Copy every line from the records below that carries the word "clone".
___
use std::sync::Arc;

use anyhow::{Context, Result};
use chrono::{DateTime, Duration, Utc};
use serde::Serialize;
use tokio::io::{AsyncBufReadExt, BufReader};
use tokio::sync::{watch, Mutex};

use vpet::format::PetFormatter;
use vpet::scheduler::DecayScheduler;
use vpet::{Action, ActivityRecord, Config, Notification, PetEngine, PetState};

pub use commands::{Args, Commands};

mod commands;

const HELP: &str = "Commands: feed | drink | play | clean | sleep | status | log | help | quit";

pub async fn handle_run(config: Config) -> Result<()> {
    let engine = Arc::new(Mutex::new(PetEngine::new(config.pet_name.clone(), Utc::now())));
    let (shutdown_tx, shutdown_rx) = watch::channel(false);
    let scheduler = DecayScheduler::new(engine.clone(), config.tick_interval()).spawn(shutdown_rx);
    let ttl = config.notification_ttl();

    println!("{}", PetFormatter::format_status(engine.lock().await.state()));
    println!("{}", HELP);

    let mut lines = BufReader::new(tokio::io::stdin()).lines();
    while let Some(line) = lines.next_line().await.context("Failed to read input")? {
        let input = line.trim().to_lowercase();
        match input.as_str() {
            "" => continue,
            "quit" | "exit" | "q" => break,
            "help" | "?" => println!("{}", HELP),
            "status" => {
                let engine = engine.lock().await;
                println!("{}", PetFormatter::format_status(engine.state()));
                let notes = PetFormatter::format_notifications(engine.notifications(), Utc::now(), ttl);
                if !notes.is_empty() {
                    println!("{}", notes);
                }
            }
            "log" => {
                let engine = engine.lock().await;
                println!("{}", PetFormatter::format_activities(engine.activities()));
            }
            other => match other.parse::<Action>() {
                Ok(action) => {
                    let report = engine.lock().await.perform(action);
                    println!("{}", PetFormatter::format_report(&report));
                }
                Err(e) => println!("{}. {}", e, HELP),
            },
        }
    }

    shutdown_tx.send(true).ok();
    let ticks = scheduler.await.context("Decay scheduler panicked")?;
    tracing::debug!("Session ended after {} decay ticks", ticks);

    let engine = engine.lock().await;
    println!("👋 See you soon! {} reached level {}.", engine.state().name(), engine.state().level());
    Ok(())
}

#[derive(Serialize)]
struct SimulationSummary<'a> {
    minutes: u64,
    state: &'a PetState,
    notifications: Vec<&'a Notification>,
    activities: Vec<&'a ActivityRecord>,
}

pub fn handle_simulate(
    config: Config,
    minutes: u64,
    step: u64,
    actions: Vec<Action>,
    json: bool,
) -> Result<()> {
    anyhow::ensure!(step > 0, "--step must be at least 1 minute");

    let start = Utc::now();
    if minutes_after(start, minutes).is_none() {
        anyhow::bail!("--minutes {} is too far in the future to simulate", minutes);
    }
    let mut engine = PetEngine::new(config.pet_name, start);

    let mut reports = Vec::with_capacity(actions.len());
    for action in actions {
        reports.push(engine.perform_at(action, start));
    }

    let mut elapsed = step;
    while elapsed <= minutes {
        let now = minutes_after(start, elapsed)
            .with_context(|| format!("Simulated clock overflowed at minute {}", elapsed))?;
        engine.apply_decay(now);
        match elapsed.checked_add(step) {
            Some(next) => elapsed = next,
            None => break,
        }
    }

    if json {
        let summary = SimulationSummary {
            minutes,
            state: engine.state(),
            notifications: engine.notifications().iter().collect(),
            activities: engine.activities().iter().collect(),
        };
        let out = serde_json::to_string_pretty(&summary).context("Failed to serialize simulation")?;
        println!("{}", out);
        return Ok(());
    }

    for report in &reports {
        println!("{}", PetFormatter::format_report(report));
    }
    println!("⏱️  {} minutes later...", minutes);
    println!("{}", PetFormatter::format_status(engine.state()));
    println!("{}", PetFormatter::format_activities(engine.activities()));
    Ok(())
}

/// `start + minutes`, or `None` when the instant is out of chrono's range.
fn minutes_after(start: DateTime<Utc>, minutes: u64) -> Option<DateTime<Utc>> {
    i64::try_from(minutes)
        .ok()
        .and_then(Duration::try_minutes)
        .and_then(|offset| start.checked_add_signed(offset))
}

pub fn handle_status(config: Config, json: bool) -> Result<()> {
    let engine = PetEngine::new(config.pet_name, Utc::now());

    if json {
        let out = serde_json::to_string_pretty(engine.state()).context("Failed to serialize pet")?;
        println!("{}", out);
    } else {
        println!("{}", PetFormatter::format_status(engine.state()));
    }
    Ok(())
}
___
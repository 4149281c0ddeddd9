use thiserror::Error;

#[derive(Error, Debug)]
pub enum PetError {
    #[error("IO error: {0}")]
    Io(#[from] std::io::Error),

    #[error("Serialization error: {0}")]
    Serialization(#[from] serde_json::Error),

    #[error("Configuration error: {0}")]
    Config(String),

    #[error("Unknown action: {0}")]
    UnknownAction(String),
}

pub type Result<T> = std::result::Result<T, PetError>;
___
> [Reply to the exercise]
    let engine = Arc::new(Mutex::new(PetEngine::new(config.pet_name.clone(), Utc::now())));
    let scheduler = DecayScheduler::new(engine.clone(), config.tick_interval()).spawn(shutdown_rx);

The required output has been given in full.